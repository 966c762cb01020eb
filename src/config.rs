//! Configuration management with layered loading
//!
//! Precedence (lowest to highest):
//! 1. Compiled defaults
//! 2. Global config: `$XDG_CONFIG_HOME/sibtree/sibtree.toml`
//! 3. Explicit config file (`--config`)
//! 4. Environment variables: `SIBTREE_*` prefix, `__` between section and key

use std::path::{Path, PathBuf};

use config::{Config, ConfigError, Environment};
use directories::ProjectDirs;
use serde::{Deserialize, Serialize};
use tracing::debug;

use crate::application::ApplicationError;
use crate::application::DEFAULT_SENTINEL;
use crate::domain::ShapeStyle;
use crate::util::path::expand_path;

/// Glyphs for the ASCII shape view.
#[derive(Debug, Clone, Serialize, Deserialize, PartialEq, Eq)]
#[serde(default)]
pub struct ShapeConfig {
    /// Column under an ancestor with a later sibling
    pub continuation: String,
    /// Column under a last-sibling ancestor
    pub padding: String,
    /// Branch to a node with a following sibling
    pub branch: String,
    /// Branch to the last sibling
    pub last_branch: String,
    /// Shown for nodes without a label
    pub placeholder: String,
}

impl Default for ShapeConfig {
    fn default() -> Self {
        let style = ShapeStyle::default();
        Self {
            continuation: style.continuation,
            padding: style.padding,
            branch: style.branch,
            last_branch: style.last_branch,
            placeholder: style.placeholder,
        }
    }
}

impl From<&ShapeConfig> for ShapeStyle {
    fn from(config: &ShapeConfig) -> Self {
        Self {
            continuation: config.continuation.clone(),
            padding: config.padding.clone(),
            branch: config.branch.clone(),
            last_branch: config.last_branch.clone(),
            placeholder: config.placeholder.clone(),
        }
    }
}

/// Interactive construction settings.
#[derive(Debug, Clone, Serialize, Deserialize, PartialEq, Eq)]
#[serde(default)]
pub struct ConsoleConfig {
    /// Line that means "no node here"
    pub sentinel: String,
}

impl Default for ConsoleConfig {
    fn default() -> Self {
        Self {
            sentinel: DEFAULT_SENTINEL.into(),
        }
    }
}

/// Raw shape config for intermediate parsing (`None` → inherit).
#[derive(Debug, Clone, Deserialize, Default)]
#[serde(default)]
pub struct RawShapeConfig {
    pub continuation: Option<String>,
    pub padding: Option<String>,
    pub branch: Option<String>,
    pub last_branch: Option<String>,
    pub placeholder: Option<String>,
}

#[derive(Debug, Clone, Deserialize, Default)]
#[serde(default)]
pub struct RawConsoleConfig {
    pub sentinel: Option<String>,
}

/// Raw settings for intermediate parsing.
#[derive(Debug, Clone, Deserialize, Default)]
#[serde(default)]
pub struct RawSettings {
    pub shape: RawShapeConfig,
    pub console: RawConsoleConfig,
}

/// Unified configuration for sibtree.
#[derive(Debug, Clone, Serialize, Deserialize, PartialEq, Eq, Default)]
#[serde(default)]
pub struct Settings {
    pub shape: ShapeConfig,
    pub console: ConsoleConfig,
}

/// Get the XDG config directory for sibtree.
pub fn global_config_dir() -> Option<PathBuf> {
    ProjectDirs::from("", "", "sibtree").map(|dirs| dirs.config_dir().to_path_buf())
}

/// Get the path to the global config file.
pub fn global_config_path() -> Option<PathBuf> {
    global_config_dir().map(|dir| dir.join("sibtree.toml"))
}

/// Load a TOML file into RawSettings for manual merging.
fn load_raw_settings(path: &Path) -> Result<RawSettings, ApplicationError> {
    let content = std::fs::read_to_string(path).map_err(|e| ApplicationError::Config {
        message: format!("read {}: {}", path.display(), e),
    })?;
    toml::from_str(&content).map_err(|e| ApplicationError::Config {
        message: format!("parse {}: {}", path.display(), e),
    })
}

fn config_err(e: ConfigError) -> ApplicationError {
    ApplicationError::Config {
        message: e.to_string(),
    }
}

impl ShapeConfig {
    fn merge(&self, overlay: &RawShapeConfig) -> Self {
        Self {
            continuation: overlay
                .continuation
                .clone()
                .unwrap_or_else(|| self.continuation.clone()),
            padding: overlay.padding.clone().unwrap_or_else(|| self.padding.clone()),
            branch: overlay.branch.clone().unwrap_or_else(|| self.branch.clone()),
            last_branch: overlay
                .last_branch
                .clone()
                .unwrap_or_else(|| self.last_branch.clone()),
            placeholder: overlay
                .placeholder
                .clone()
                .unwrap_or_else(|| self.placeholder.clone()),
        }
    }
}

impl Settings {
    /// Overlay wins where it specifies a value, otherwise keep self.
    fn merge_with(&self, overlay: &RawSettings) -> Self {
        Self {
            shape: self.shape.merge(&overlay.shape),
            console: ConsoleConfig {
                sentinel: overlay
                    .console
                    .sentinel
                    .clone()
                    .unwrap_or_else(|| self.console.sentinel.clone()),
            },
        }
    }

    /// Load settings with layered precedence.
    ///
    /// # Arguments
    /// * `explicit` - Optional config file (`~` and `$VAR` are expanded); must exist
    pub fn load(explicit: Option<&Path>) -> Result<Self, ApplicationError> {
        // 1. Start with defaults
        let mut current = Self::default();

        // 2. Global config
        if let Some(global_path) = global_config_path() {
            if global_path.exists() {
                debug!(path = %global_path.display(), "loading global config");
                current = current.merge_with(&load_raw_settings(&global_path)?);
            }
        }

        // 3. Explicit config file
        if let Some(path) = explicit {
            let path = expand_path(&path.to_string_lossy());
            if !path.is_file() {
                return Err(ApplicationError::Config {
                    message: format!("config file not found: {}", path.display()),
                });
            }
            debug!(path = %path.display(), "loading config file");
            current = current.merge_with(&load_raw_settings(&path)?);
        }

        // 4. Environment variables
        Self::apply_env_overrides(current)
    }

    /// Apply SIBTREE_* environment variables as explicit overrides.
    fn apply_env_overrides(mut settings: Self) -> Result<Self, ApplicationError> {
        let config = Config::builder()
            .add_source(
                Environment::with_prefix("SIBTREE")
                    .prefix_separator("_")
                    .separator("__"),
            )
            .build()
            .map_err(config_err)?;

        if let Ok(val) = config.get_string("shape.continuation") {
            settings.shape.continuation = val;
        }
        if let Ok(val) = config.get_string("shape.padding") {
            settings.shape.padding = val;
        }
        if let Ok(val) = config.get_string("shape.branch") {
            settings.shape.branch = val;
        }
        if let Ok(val) = config.get_string("shape.last_branch") {
            settings.shape.last_branch = val;
        }
        if let Ok(val) = config.get_string("shape.placeholder") {
            settings.shape.placeholder = val;
        }
        if let Ok(val) = config.get_string("console.sentinel") {
            settings.console.sentinel = val;
        }

        Ok(settings)
    }

    /// Show the effective configuration as TOML.
    pub fn to_toml(&self) -> Result<String, ApplicationError> {
        toml::to_string_pretty(self).map_err(|e| ApplicationError::Config {
            message: format!("serialize config: {e}"),
        })
    }

    /// Generate a template config file.
    pub fn template() -> String {
        r##"# sibtree configuration
#
# Locations (by precedence, lowest to highest):
#   Global:   ~/.config/sibtree/sibtree.toml
#   Explicit: --config <FILE>
#   Env:      SIBTREE_* environment variables (e.g. SIBTREE_SHAPE__PLACEHOLDER)

[shape]
# Column under an ancestor that still has a later sibling
# continuation = "|  "
# Column under an ancestor that was the last of its siblings
# padding = "   "
# Branch to a node that has a following sibling
# branch = "/ "
# Branch to the last node of a sibling chain
# last_branch = "`` "
# Text drawn for a node without a label
# placeholder = "(null)"

[console]
# Input line meaning "no node here" during interactive construction
# sentinel = "#"
"##
        .to_string()
    }
}
//! Error conversion helpers for common I/O operations
//!
//! Provides extension traits for cleaner error handling with context.

use std::io;
use std::path::Path;

use crate::application::{ApplicationError, ApplicationResult};

/// Extension trait for converting `io::Result` to `ApplicationResult` with context.
pub trait IoResultExt<T> {
    /// Add a short description of the failed action.
    ///
    /// # Example
    /// ```ignore
    /// output.flush().with_context("write prompt")?;
    /// ```
    fn with_context(self, action: &str) -> ApplicationResult<T>;

    /// Add path context to an I/O error.
    fn with_path_context(self, action: &str, path: &Path) -> ApplicationResult<T>;
}

impl<T> IoResultExt<T> for io::Result<T> {
    fn with_context(self, action: &str) -> ApplicationResult<T> {
        self.map_err(|source| ApplicationError::Io {
            context: action.to_string(),
            source,
        })
    }

    fn with_path_context(self, action: &str, path: &Path) -> ApplicationResult<T> {
        self.map_err(|source| ApplicationError::Io {
            context: format!("{}: {}", action, path.display()),
            source,
        })
    }
}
####################
Work required:
Give the lines of the material above again, exactly, from its first line through the line that contains "section and key" and no further.

Completed task:
repository 966c762cb01020eb
filename src/config.rs
//! Configuration management with layered loading
//!
//! Precedence (lowest to highest):
//! 1. Compiled defaults
//! 2. Global config: `$XDG_CONFIG_HOME/sibtree/sibtree.toml`
//! 3. Explicit config file (`--config`)
//! 4. Environment variables: `SIBTREE_*` prefix, `__` between section and key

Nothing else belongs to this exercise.